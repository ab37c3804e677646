//! Service context: configuration, capability handles, lazy registry.
//!
//! Credentials are resolved from the environment exactly once, into a
//! [`Config`] value; the resulting [`Services`] context is passed
//! explicitly into the pipeline functions. Failure to construct the
//! optional handles (language model, IBM Quantum) is non-fatal; the
//! local simulator is always present.

use std::fmt;
use std::sync::Arc;
use std::time::Duration;

use tokio::sync::OnceCell;
use tracing::{info, warn};

use skinfaxi_adapter_ibm::IbmService;
use skinfaxi_adapter_sim::SimulatorBackend;

use crate::error::EngineResult;
use crate::llm::LlmClient;

/// Default bound on one remote-hardware execution attempt.
const DEFAULT_REMOTE_TIMEOUT: Duration = Duration::from_secs(120);

/// Resolved configuration.
#[derive(Clone)]
pub struct Config {
    /// Credential for the language-model classifier (`OPENAI_API_KEY`).
    pub openai_api_key: Option<String>,
    /// Credential for IBM Quantum (`IBM_QUANTUM_TOKEN`).
    pub ibm_quantum_token: Option<String>,
    /// Bound on one remote-hardware attempt
    /// (`SKINFAXI_REMOTE_TIMEOUT_SECS`, default 120).
    pub remote_timeout: Duration,
}

impl Config {
    /// Resolve configuration from the process environment.
    pub fn from_env() -> Self {
        let remote_timeout = std::env::var("SKINFAXI_REMOTE_TIMEOUT_SECS")
            .ok()
            .and_then(|s| s.parse::<u64>().ok())
            .map_or(DEFAULT_REMOTE_TIMEOUT, Duration::from_secs);

        Self {
            openai_api_key: non_empty_env("OPENAI_API_KEY"),
            ibm_quantum_token: non_empty_env("IBM_QUANTUM_TOKEN"),
            remote_timeout,
        }
    }

    /// Configuration with no credentials: local simulation only.
    pub fn offline() -> Self {
        Self {
            openai_api_key: None,
            ibm_quantum_token: None,
            remote_timeout: DEFAULT_REMOTE_TIMEOUT,
        }
    }
}

fn non_empty_env(key: &str) -> Option<String> {
    std::env::var(key).ok().filter(|value| !value.is_empty())
}

impl fmt::Debug for Config {
    fn fmt(&self, f: &mut fmt::Formatter<'_>) -> fmt::Result {
        let redact = |v: &Option<String>| if v.is_some() { "[REDACTED]" } else { "<unset>" };
        f.debug_struct("Config")
            .field("openai_api_key", &redact(&self.openai_api_key))
            .field("ibm_quantum_token", &redact(&self.ibm_quantum_token))
            .field("remote_timeout", &self.remote_timeout)
            .finish()
    }
}

/// Constructed capability handles for one process.
pub struct Services {
    /// Language-model classifier, when a key is configured and usable.
    pub llm: Option<LlmClient>,
    /// IBM Quantum account, when a token is configured and the account
    /// responds.
    pub ibm: Option<IbmService>,
    /// The local simulator: always present, the execution floor.
    pub simulator: SimulatorBackend,
    /// Bound on one remote-hardware attempt.
    pub remote_timeout: Duration,
}

impl Services {
    /// Construct services from configuration.
    ///
    /// The optional handles degrade to `None` on failure (with a
    /// warning); only a simulator construction failure would be fatal.
    pub async fn init(config: &Config) -> EngineResult<Self> {
        let simulator = SimulatorBackend::new();

        let llm = match &config.openai_api_key {
            Some(key) => match LlmClient::new(key) {
                Ok(client) => {
                    info!("language-model classifier enabled");
                    Some(client)
                }
                Err(err) => {
                    warn!("language-model client init failed: {err}");
                    None
                }
            },
            None => None,
        };

        let ibm = match &config.ibm_quantum_token {
            Some(token) => match IbmService::connect(token).await {
                Ok(service) => {
                    info!("IBM Quantum service enabled");
                    Some(service)
                }
                Err(err) => {
                    warn!("IBM Quantum init failed: {err}; hardware tier disabled");
                    None
                }
            },
            None => None,
        };

        Ok(Self {
            llm,
            ibm,
            simulator,
            remote_timeout: config.remote_timeout,
        })
    }
}

/// Idempotent lazy initialization of [`Services`].
///
/// Long-lived processes construct one registry up front and call
/// [`ServiceRegistry::get_or_init`] before each request; after the first
/// call every subsequent one returns the same cached handles.
pub struct ServiceRegistry {
    config: Config,
    cell: OnceCell<Arc<Services>>,
}

impl ServiceRegistry {
    /// Create a registry around resolved configuration.
    pub fn new(config: Config) -> Self {
        Self {
            config,
            cell: OnceCell::new(),
        }
    }

    /// Get the services, constructing them on first use.
    pub async fn get_or_init(&self) -> EngineResult<Arc<Services>> {
        let services = self
            .cell
            .get_or_try_init(|| async { Services::init(&self.config).await.map(Arc::new) })
            .await?;
        Ok(services.clone())
    }
}

#[cfg(test)]
mod tests {
    use super::*;

    #[tokio::test]
    async fn test_offline_init_has_only_simulator() {
        let services = Services::init(&Config::offline()).await.unwrap();
        assert!(services.llm.is_none());
        assert!(services.ibm.is_none());
    }

    #[tokio::test]
    async fn test_registry_init_is_idempotent() {
        let registry = ServiceRegistry::new(Config::offline());

        let first = registry.get_or_init().await.unwrap();
        let second = registry.get_or_init().await.unwrap();

        assert!(Arc::ptr_eq(&first, &second));
    }

    #[test]
    fn test_config_debug_redacts_credentials() {
        let config = Config {
            openai_api_key: Some("sk-verysecret".into()),
            ibm_quantum_token: None,
            remote_timeout: DEFAULT_REMOTE_TIMEOUT,
        };

        let debug = format!("{config:?}");
        assert!(!debug.contains("sk-verysecret"));
        assert!(debug.contains("[REDACTED]"));
        assert!(debug.contains("<unset>"));
    }
}
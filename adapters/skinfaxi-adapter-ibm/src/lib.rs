//! IBM Quantum backend adapter for Skinfaxi.
//!
//! Provides the remote-hardware execution tier: listing devices, picking
//! the least busy operational processor, submitting QASM3 jobs, and
//! normalizing the returned counts.
//!
//! Requires the `IBM_QUANTUM_TOKEN` environment credential; without it
//! the adapter is simply not constructed and the engine falls back to the
//! local simulator.

mod api;
mod backend;
mod error;
mod service;

pub use api::{BackendInfo, IbmClient};
pub use backend::IbmBackend;
pub use error::{IbmError, IbmResult};
pub use service::IbmService;
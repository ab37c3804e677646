//! OpenAI-compatible chat-completions client for intent classification.

use serde::{Deserialize, Serialize};
use thiserror::Error;
use tracing::debug;

/// Chat-completions endpoint.
const OPENAI_ENDPOINT: &str = "https://api.openai.com/v1/chat/completions";

/// Model used for classification. Deterministic-ish settings: low
/// temperature, small responses.
const DEFAULT_MODEL: &str = "gpt-4o-mini";

/// Errors from the language-model client.
///
/// All of these are recovered by the deterministic classifier; none
/// reach the caller of `classify`.
#[derive(Debug, Error)]
pub enum LlmError {
    /// The API key could not be used in an HTTP header.
    #[error("API key is not a valid header value")]
    InvalidKey,

    /// Network failure.
    #[error("Network error: {0}")]
    Network(#[from] reqwest::Error),

    /// The API returned a non-success status.
    #[error("API error ({status}): {message}")]
    Api {
        /// HTTP status code.
        status: u16,
        /// Response body or error description.
        message: String,
    },

    /// The response carried no choices.
    #[error("Empty completion response")]
    EmptyResponse,

    /// The completion was not the expected JSON shape.
    #[error("Completion parse error: {0}")]
    Parse(#[from] serde_json::Error),

    /// The model named an operation outside the supported set.
    #[error("Unknown operation from model: {0}")]
    UnknownOperation(String),
}

/// Minimal chat-completions client.
pub struct LlmClient {
    client: reqwest::Client,
    model: String,
    endpoint: String,
}

impl std::fmt::Debug for LlmClient {
    fn fmt(&self, f: &mut std::fmt::Formatter<'_>) -> std::fmt::Result {
        f.debug_struct("LlmClient")
            .field("model", &self.model)
            .field("endpoint", &self.endpoint)
            .field("api_key", &"[REDACTED]")
            .finish()
    }
}

#[derive(Debug, Serialize)]
struct ChatRequest<'a> {
    model: &'a str,
    messages: Vec<ChatMessage<'a>>,
    temperature: f64,
}

#[derive(Debug, Serialize)]
struct ChatMessage<'a> {
    role: &'a str,
    content: &'a str,
}

#[derive(Debug, Deserialize)]
struct ChatResponse {
    choices: Vec<ChatChoice>,
}

#[derive(Debug, Deserialize)]
struct ChatChoice {
    message: ChatChoiceMessage,
}

#[derive(Debug, Deserialize)]
struct ChatChoiceMessage {
    content: String,
}

impl LlmClient {
    /// Create a client authenticated with an API key.
    pub fn new(api_key: &str) -> Result<Self, LlmError> {
        Self::with_endpoint(OPENAI_ENDPOINT, api_key)
    }

    /// Create a client against a custom endpoint (used by tests and
    /// OpenAI-compatible gateways).
    pub fn with_endpoint(endpoint: impl Into<String>, api_key: &str) -> Result<Self, LlmError> {
        use reqwest::header;

        let mut headers = header::HeaderMap::new();
        headers.insert(
            header::AUTHORIZATION,
            header::HeaderValue::from_str(&format!("Bearer {api_key}"))
                .map_err(|_| LlmError::InvalidKey)?,
        );
        headers.insert(
            header::CONTENT_TYPE,
            header::HeaderValue::from_static("application/json"),
        );

        let client = reqwest::Client::builder()
            .default_headers(headers)
            .timeout(std::time::Duration::from_secs(30))
            .connect_timeout(std::time::Duration::from_secs(10))
            .build()?;

        Ok(Self {
            client,
            model: DEFAULT_MODEL.to_string(),
            endpoint: endpoint.into(),
        })
    }

    /// Override the model name.
    pub fn with_model(mut self, model: impl Into<String>) -> Self {
        self.model = model.into();
        self
    }

    /// Send a single-user-message completion and return the raw content.
    pub async fn complete(&self, prompt: &str) -> Result<String, LlmError> {
        let request = ChatRequest {
            model: &self.model,
            messages: vec![ChatMessage {
                role: "user",
                content: prompt,
            }],
            temperature: 0.1,
        };

        debug!(model = %self.model, "sending classification request");

        let response = self
            .client
            .post(&self.endpoint)
            .json(&request)
            .send()
            .await?;

        if !response.status().is_success() {
            let status = response.status().as_u16();
            let message = response
                .text()
                .await
                .unwrap_or_else(|_| "no body".to_string());
            return Err(LlmError::Api { status, message });
        }

        let body: ChatResponse = response.json().await?;
        body.choices
            .into_iter()
            .next()
            .map(|choice| choice.message.content)
            .ok_or(LlmError::EmptyResponse)
    }
}

#[cfg(test)]
mod tests {
    use super::*;

    #[test]
    fn test_request_serialization() {
        let request = ChatRequest {
            model: "gpt-4o-mini",
            messages: vec![ChatMessage {
                role: "user",
                content: "hi",
            }],
            temperature: 0.1,
        };

        let json = serde_json::to_value(&request).unwrap();
        assert_eq!(json["model"], "gpt-4o-mini");
        assert_eq!(json["messages"][0]["role"], "user");
        assert!((json["temperature"].as_f64().unwrap() - 0.1).abs() < 1e-12);
    }

    #[test]
    fn test_response_deserialization() {
        let body = r#"{"choices":[{"message":{"role":"assistant","content":"{\"operation_type\":\"bell_state\"}"}}]}"#;
        let parsed: ChatResponse = serde_json::from_str(body).unwrap();
        assert_eq!(
            parsed.choices[0].message.content,
            "{\"operation_type\":\"bell_state\"}"
        );
    }

    #[test]
    fn test_debug_redacts_key() {
        let client = LlmClient::new("sk-secret").unwrap();
        let debug = format!("{client:?}");
        assert!(!debug.contains("sk-secret"));
        assert!(debug.contains("[REDACTED]"));
    }
}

=======

Set down, from the entries above, exactly the lines from the one with "is always present." up to and including the one with "pub struct Config", and no other lines.

**Expected answer:**
//! local simulator is always present.

use std::fmt;
use std::sync::Arc;
use std::time::Duration;

use tokio::sync::OnceCell;
use tracing::{info, warn};

use skinfaxi_adapter_ibm::IbmService;
use skinfaxi_adapter_sim::SimulatorBackend;

use crate::error::EngineResult;
use crate::llm::LlmClient;

/// Default bound on one remote-hardware execution attempt.
const DEFAULT_REMOTE_TIMEOUT: Duration = Duration::from_secs(120);

/// Resolved configuration.
#[derive(Clone)]
pub struct Config {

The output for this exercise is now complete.